[Action item]: Every record must appear in the answer exactly as it stands.

═════ Supplied entries

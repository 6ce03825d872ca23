//! Stable exit codes for autocommit CLI commands.

/// Command succeeded, or the daemon shut down on a signal.
pub const OK: i32 = 0;
/// Startup failed: bad config, not a repository, unknown command, or a failed `once` cycle.
pub const FAILURE: i32 = 1;
//! Transport configuration and the process-wide default.
//!
//! A [`TransportConfig`] says how a transport resolves and dials. Clients
//! built with [`Client::new`](crate::Client::new) copy the process-wide
//! default at construction; [`set_custom_dns`] replaces that default.

use crate::socket::dialer::{Dial, Dialer, DialerConfig, DomainDialer};
use std::sync::{Arc, LazyLock, PoisonError, RwLock};

/// How outbound connections resolve host names.
#[derive(Debug, Clone, PartialEq, Eq, Default)]
pub enum DnsMode {
    /// Operating system resolver.
    #[default]
    System,
    /// Every host resolved through this DNS server (`host:port`).
    Server(String),
    /// Every connection goes to `domain`, resolved through `server`, on
    /// port 80, whatever the request URL says.
    Domain { server: String, domain: String },
}

/// Complete description of a transport.
#[derive(Debug, Clone, PartialEq, Eq, Default)]
pub struct TransportConfig {
    pub dns: DnsMode,
    pub dialer: DialerConfig,
}

impl TransportConfig {
    /// System resolution with default socket settings.
    pub fn system() -> Self {
        Self::default()
    }

    /// Resolution through `server`, or system resolution when `server` is
    /// empty.
    pub fn with_dns_server(server: &str) -> Self {
        let dns = if server.is_empty() {
            DnsMode::System
        } else {
            DnsMode::Server(server.to_string())
        };
        Self {
            dns,
            dialer: DialerConfig::default(),
        }
    }

    /// Single-domain dialing.
    pub fn with_domain(server: &str, domain: &str) -> Self {
        Self {
            dns: DnsMode::Domain {
                server: server.to_string(),
                domain: domain.to_string(),
            },
            dialer: DialerConfig::default(),
        }
    }

    /// Builds the dialer this configuration describes.
    pub fn dialer(&self) -> Arc<dyn Dial> {
        match &self.dns {
            DnsMode::System => Arc::new(Dialer::system(self.dialer)),
            DnsMode::Server(server) => Arc::new(Dialer::with_dns_server(server, self.dialer)),
            DnsMode::Domain { server, domain } => {
                Arc::new(DomainDialer::new(server, domain, self.dialer))
            }
        }
    }
}

static DEFAULT_CONFIG: LazyLock<RwLock<TransportConfig>> =
    LazyLock::new(|| RwLock::new(TransportConfig::default()));

/// Snapshot of the process-wide default transport configuration.
pub fn default_config() -> TransportConfig {
    DEFAULT_CONFIG
        .read()
        .unwrap_or_else(PoisonError::into_inner)
        .clone()
}

/// Replaces the process-wide default transport configuration.
pub fn set_default_config(config: TransportConfig) {
    tracing::debug!(dns = ?config.dns, "replacing default transport");
    *DEFAULT_CONFIG
        .write()
        .unwrap_or_else(PoisonError::into_inner) = config;
}

/// Sends all host resolution of subsequently built default clients through
/// `addr` (`host:port`). An empty `addr` restores system resolution.
///
/// Last writer wins. Clients that already exist keep the transport they
/// were built with.
pub fn set_custom_dns(addr: &str) {
    set_default_config(TransportConfig::with_dns_server(addr));
}
//! The public resolution entry point.

use super::{
    parse_ip_literal, query::query_a, server::server_addr, GaiResolver, Name, Resolve, DNS_TIMEOUT,
};
use crate::base::blocking::block_on;
use crate::base::neterror::NetError;
use std::net::IpAddr;
use std::time::Duration;

/// Resolves `target` to a list of IP addresses.
///
/// - A `target` that is already an IP literal is returned as the only
///   element, without any query, whatever `server` is.
/// - An empty `server` delegates to the system resolver with a 5 second
///   timeout.
/// - Otherwise one A-record query is sent to `server` (`host:port`, or a bare
///   IP meaning port 53) and the answers are returned in server order. An
///   empty answer is an empty list, not an error.
///
/// No retries are made and no fallback resolver is consulted.
///
/// # Example
///
/// ```rust,no_run
/// let addrs = simplenet::resolve("1.1.1.1:53", "example.com")?;
/// for addr in &addrs {
///     println!("{addr}");
/// }
/// # Ok::<(), simplenet::NetError>(())
/// ```
pub fn resolve(server: &str, target: &str) -> Result<Vec<IpAddr>, NetError> {
    block_on(lookup(server, target))
}

/// Async form of [`resolve`], run on whatever runtime the caller provides.
pub(crate) async fn lookup(server: &str, target: &str) -> Result<Vec<IpAddr>, NetError> {
    lookup_within(server, target, DNS_TIMEOUT).await
}

/// Like [`lookup`], with `timeout` bounding the custom-server path end to
/// end: resolving a `host:port` server address and the query itself share
/// the one deadline.
async fn lookup_within(
    server: &str,
    target: &str,
    timeout: Duration,
) -> Result<Vec<IpAddr>, NetError> {
    if let Some(ip) = parse_ip_literal(target) {
        tracing::debug!(domain = %target, "target is an IP literal, skipping DNS");
        return Ok(vec![ip]);
    }

    if server.is_empty() {
        let addrs = GaiResolver::new().resolve(Name::new(target)).await?;
        return Ok(addrs.map(|addr| addr.ip()).collect());
    }

    let query = async {
        let addr = server_addr(server).await?;
        query_a(addr, target).await
    };
    let answers = tokio::time::timeout(timeout, query).await.map_err(|_| {
        tracing::debug!(domain = %target, server = %server, "DNS lookup timed out");
        NetError::DnsTimedOut
    })??;
    Ok(answers.into_iter().map(IpAddr::V4).collect())
}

══════════

[Result of this exercise]:
repository 6ce03825d872ca23
//! Stable exit codes for autocommit CLI commands.

/// Command succeeded, or the daemon shut down on a signal.
pub const OK: i32 = 0;
/// Startup failed: bad config, not a repository, unknown command, or a failed `once` cycle.
pub const FAILURE: i32 = 1;
//! Transport configuration and the process-wide default.
//!
//! A [`TransportConfig`] says how a transport resolves and dials. Clients
//! built with [`Client::new`](crate::Client::new) copy the process-wide
//! default at construction; [`set_custom_dns`] replaces that default.

use crate::socket::dialer::{Dial, Dialer, DialerConfig, DomainDialer};
use std::sync::{Arc, LazyLock, PoisonError, RwLock};

/// How outbound connections resolve host names.
#[derive(Debug, Clone, PartialEq, Eq, Default)]
pub enum DnsMode {
    /// Operating system resolver.
    #[default]
    System,
    /// Every host resolved through this DNS server (`host:port`).
    Server(String),
    /// Every connection goes to `domain`, resolved through `server`, on
    /// port 80, whatever the request URL says.
    Domain { server: String, domain: String },
}

/// Complete description of a transport.
#[derive(Debug, Clone, PartialEq, Eq, Default)]
pub struct TransportConfig {
    pub dns: DnsMode,
    pub dialer: DialerConfig,
}

impl TransportConfig {
    /// System resolution with default socket settings.
    pub fn system() -> Self {
        Self::default()
    }

    /// Resolution through `server`, or system resolution when `server` is
    /// empty.
    pub fn with_dns_server(server: &str) -> Self {
        let dns = if server.is_empty() {
            DnsMode::System
        } else {
            DnsMode::Server(server.to_string())
        };
        Self {
            dns,
            dialer: DialerConfig::default(),
        }
    }

    /// Single-domain dialing.
    pub fn with_domain(server: &str, domain: &str) -> Self {
        Self {
            dns: DnsMode::Domain {
                server: server.to_string(),
                domain: domain.to_string(),
            },
            dialer: DialerConfig::default(),
        }
    }

    /// Builds the dialer this configuration describes.
    pub fn dialer(&self) -> Arc<dyn Dial> {
        match &self.dns {
            DnsMode::System => Arc::new(Dialer::system(self.dialer)),
            DnsMode::Server(server) => Arc::new(Dialer::with_dns_server(server, self.dialer)),
            DnsMode::Domain { server, domain } => {
                Arc::new(DomainDialer::new(server, domain, self.dialer))
            }
        }
    }
}

static DEFAULT_CONFIG: LazyLock<RwLock<TransportConfig>> =
    LazyLock::new(|| RwLock::new(TransportConfig::default()));

/// Snapshot of the process-wide default transport configuration.
pub fn default_config() -> TransportConfig {
    DEFAULT_CONFIG
        .read()
        .unwrap_or_else(PoisonError::into_inner)
        .clone()
}

/// Replaces the process-wide default transport configuration.
pub fn set_default_config(config: TransportConfig) {
    tracing::debug!(dns = ?config.dns, "replacing default transport");
    *DEFAULT_CONFIG
        .write()
        .unwrap_or_else(PoisonError::into_inner) = config;
}

/// Sends all host resolution of subsequently built default clients through
/// `addr` (`host:port`). An empty `addr` restores system resolution.
///
/// Last writer wins. Clients that already exist keep the transport they
/// were built with.
pub fn set_custom_dns(addr: &str) {
    set_default_config(TransportConfig::with_dns_server(addr));
}
//! The public resolution entry point.

use super::{
    parse_ip_literal, query::query_a, server::server_addr, GaiResolver, Name, Resolve, DNS_TIMEOUT,
};
use crate::base::blocking::block_on;
use crate::base::neterror::NetError;
use std::net::IpAddr;
use std::time::Duration;

/// Resolves `target` to a list of IP addresses.
///
/// - A `target` that is already an IP literal is returned as the only
///   element, without any query, whatever `server` is.
/// - An empty `server` delegates to the system resolver with a 5 second
///   timeout.
/// - Otherwise one A-record query is sent to `server` (`host:port`, or a bare
///   IP meaning port 53) and the answers are returned in server order. An
///   empty answer is an empty list, not an error.
///
/// No retries are made and no fallback resolver is consulted.
///
/// # Example
///
/// ```rust,no_run
/// let addrs = simplenet::resolve("1.1.1.1:53", "example.com")?;
/// for addr in &addrs {
///     println!("{addr}");
/// }
/// # Ok::<(), simplenet::NetError>(())
/// ```
pub fn resolve(server: &str, target: &str) -> Result<Vec<IpAddr>, NetError> {
    block_on(lookup(server, target))
}

/// Async form of [`resolve`], run on whatever runtime the caller provides.
pub(crate) async fn lookup(server: &str, target: &str) -> Result<Vec<IpAddr>, NetError> {
    lookup_within(server, target, DNS_TIMEOUT).await
}

/// Like [`lookup`], with `timeout` bounding the custom-server path end to
/// end: resolving a `host:port` server address and the query itself share
/// the one deadline.
async fn lookup_within(
    server: &str,
    target: &str,
    timeout: Duration,
) -> Result<Vec<IpAddr>, NetError> {
    if let Some(ip) = parse_ip_literal(target) {
        tracing::debug!(domain = %target, "target is an IP literal, skipping DNS");
        return Ok(vec![ip]);
    }

    if server.is_empty() {
        let addrs = GaiResolver::new().resolve(Name::new(target)).await?;
        return Ok(addrs.map(|addr| addr.ip()).collect());
    }

    let query = async {
        let addr = server_addr(server).await?;
        query_a(addr, target).await
    };
    let answers = tokio::time::timeout(timeout, query).await.map_err(|_| {
        tracing::debug!(domain = %target, server = %server, "DNS lookup timed out");
        NetError::DnsTimedOut
    })??;
    Ok(answers.into_iter().map(IpAddr::V4).collect())
}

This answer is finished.